Digital Health Science Digest – Issue 63
In this issue: sensor tattoos, cyber security in medical devices, and more!
The Digital Health Science Digest is a bimonthly newsletter compiled by Duke Digital Health. We bring you the most interesting research publications, policy news, and other fun digital health science stuff.
More here: dukedigitalhealth.org
Subscribe here to get these digests direct to your inbox!
Like it? Click here to forward this email to a friend
There are a bunch of devices that track “calories out” through exercise, but what about “calories in”? Klue, a new wearable tracker, can track your hand movements to determine whether you’re eating or drinking and help guide healthier eating habits.
But researchers at MIT and Harvard are looking past apps and wearables to create a smartphone-connected sensor on the skin in the form of a tattoo. These tattoos would be used to track biometrics like glucose or sodium levels.
Smoking can be a hard habit to kick, with dangerous consequences: of the 40 million smokers in the US, roughly 500,000 will die each year from smoking-related causes. This smoking cessation app recently received FDA clearance for its carbon monoxide tracker to target the user’s smoking habits.
“This tool proved to be very beneficial. There was no interruption of treatment here.” These are words every digital health designer or developer wants to hear from a client. No doubt they were extra meaningful given that these words were said about an app that helped the Harris County Public Health Department keep tabs on about 60 patients with tuberculosis in Houston who were displaced by Hurricane Harvey.
Adherence to treatments for alcohol use disorders is below 50%. A study was conducted in Denmark to test the effectiveness of a usual treatment with treatment + optional videoconferencing. Results indicate that offering optional videoconferencing as an add-on to treatment may prevent premature dropout and prolong treatment courses.
A recent study tested the acceptability and feasibility of SmokefreeMOM, a national smoking cessation text-messaging program for pregnant smokers. After 3 months, the program received a high overall rating, despite technical problems.
A new bill introduced in the House addresses cybersecurity concerns with medical devices by requiring the FDA to develop medical device guidelines in partnership with cybersecurity experts. On the other side, medical device manufacturers have argued for industry standards to avoid innovation-stifling regulations.

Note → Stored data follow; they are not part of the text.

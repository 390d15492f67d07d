//! Origin-based provisioning policy.
//!
//! A caller identifying as one sibling application may only provision
//! access to that application; only the dashboard origin may pass an
//! explicit multi-app grant list. Pure functions, no side effects.

use crate::apps::GridApp;

/// The application a request claims to originate from, resolved from the
/// `x-app-source` header first and the HTTP `Origin` second.
#[derive(Debug, Clone, Copy, PartialEq, Eq)]
pub enum AppSource {
    Known(GridApp),
    Unknown,
}

const ORIGIN_TABLE: &[(&str, GridApp)] = &[
    ("http://localhost:3000", GridApp::SmartgridDashboard),
    ("http://localhost:3002", GridApp::Teamgrid),
    ("http://localhost:3003", GridApp::Brandgrid),
    ("http://localhost:3004", GridApp::Callgrid),
    ("http://localhost:3005", GridApp::Salesgrid),
    ("https://smartgrid-dashboard.vercel.app", GridApp::SmartgridDashboard),
    ("https://teamgrid-frontend.vercel.app", GridApp::Teamgrid),
    ("https://brandgrid-frontend.vercel.app", GridApp::Brandgrid),
    ("https://callgrid-frontend.vercel.app", GridApp::Callgrid),
    ("https://salesgrid-frontend.vercel.app", GridApp::Salesgrid),
];

pub fn resolve_source(source_header: Option<&str>, origin: Option<&str>) -> AppSource {
    if let Some(raw) = source_header {
        if let Ok(app) = raw.parse::<GridApp>() {
            return AppSource::Known(app);
        }
    }
    if let Some(origin) = origin {
        if let Some((_, app)) = ORIGIN_TABLE
            .iter()
            .find(|(known_origin, _)| *known_origin == origin)
        {
            return AppSource::Known(*app);
        }
    }
    AppSource::Unknown
}

/// Compute the apps to grant during an invite.
///
/// Known sibling sources are pinned to exactly their own app regardless of
/// the request body; the dashboard may pass an explicit list; unknown
/// sources fall back to the lowest-privilege downstream app.
pub fn resolve_app_grants(source: AppSource, requested: Option<Vec<GridApp>>) -> Vec<GridApp> {
    match source {
        AppSource::Known(GridApp::SmartgridDashboard) => {
            let mut grants = requested.unwrap_or_default();
            if grants.is_empty() {
                grants.push(GridApp::DEFAULT_DOWNSTREAM);
            }
            grants.dedup();
            grants
        }
        AppSource::Known(app) => vec![app],
        AppSource::Unknown => vec![GridApp::DEFAULT_DOWNSTREAM],
    }
}

#[cfg(test)]
mod tests {
    use super::*;

    #[test]
    fn source_header_wins_over_origin() {
        let source = resolve_source(Some("callgrid"), Some("http://localhost:3002"));
        assert_eq!(source, AppSource::Known(GridApp::Callgrid));
    }

    #[test]
    fn origin_table_resolves_known_front_ends() {
        let source = resolve_source(None, Some("https://brandgrid-frontend.vercel.app"));
        assert_eq!(source, AppSource::Known(GridApp::Brandgrid));
        assert_eq!(
            resolve_source(None, Some("https://evil.example.com")),
            AppSource::Unknown
        );
    }

    #[test]
    fn sibling_sources_are_pinned_to_their_own_app() {
        let grants = resolve_app_grants(
            AppSource::Known(GridApp::Callgrid),
            Some(vec![GridApp::Teamgrid, GridApp::Salesgrid]),
        );
        assert_eq!(grants, vec![GridApp::Callgrid]);
    }

    #[test]
    fn dashboard_may_pass_explicit_grant_list() {
        let grants = resolve_app_grants(
            AppSource::Known(GridApp::SmartgridDashboard),
            Some(vec![GridApp::Brandgrid, GridApp::Salesgrid]),
        );
        assert_eq!(grants, vec![GridApp::Brandgrid, GridApp::Salesgrid]);
    }

    #[test]
    fn dashboard_without_list_gets_default_downstream() {
        let grants = resolve_app_grants(AppSource::Known(GridApp::SmartgridDashboard), None);
        assert_eq!(grants, vec![GridApp::Teamgrid]);
    }

    #[test]
    fn unknown_source_falls_back_to_default() {
        let grants = resolve_app_grants(AppSource::Unknown, Some(vec![GridApp::Salesgrid]));
        assert_eq!(grants, vec![GridApp::Teamgrid]);
    }
}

Telehealth and telemedicine regulations continue to be a hot topic with policymakers, one being the D.C. Department of Health, which is looking to define the two digital health practices and set guidelines for their use and reimbursement. Regulatory boards in Texas and Florida are addressing similar issues.
The Duke Institute for Health Innovation (DIHI) announced its next funding cycle for demonstration pilots in digital health. All faculty, staff, and trainees are encouraged to apply (Deadline: 10/6). This cycle, DIHI is looking for:
1) Population health and analytics
2) Building resilience and well-being
3) Novel patient interactions
4) Team-based and new care models
5) Optimizing patient flow
6) Enhanced transitions of care
More information and application here!
We are recruiting!
We are looking for participants for a new study! Dr. Dori Steinberg is leading a study that uses a diet tracking app to improve adherence to a healthy diet among women who are at risk for heart disease. We’re looking for women ages 21-70 who can come to Durham, NC for regular visits, have pre-hypertension or hypertension, use a smartphone, and have an email account. Click here for more info and to see if you’re eligible!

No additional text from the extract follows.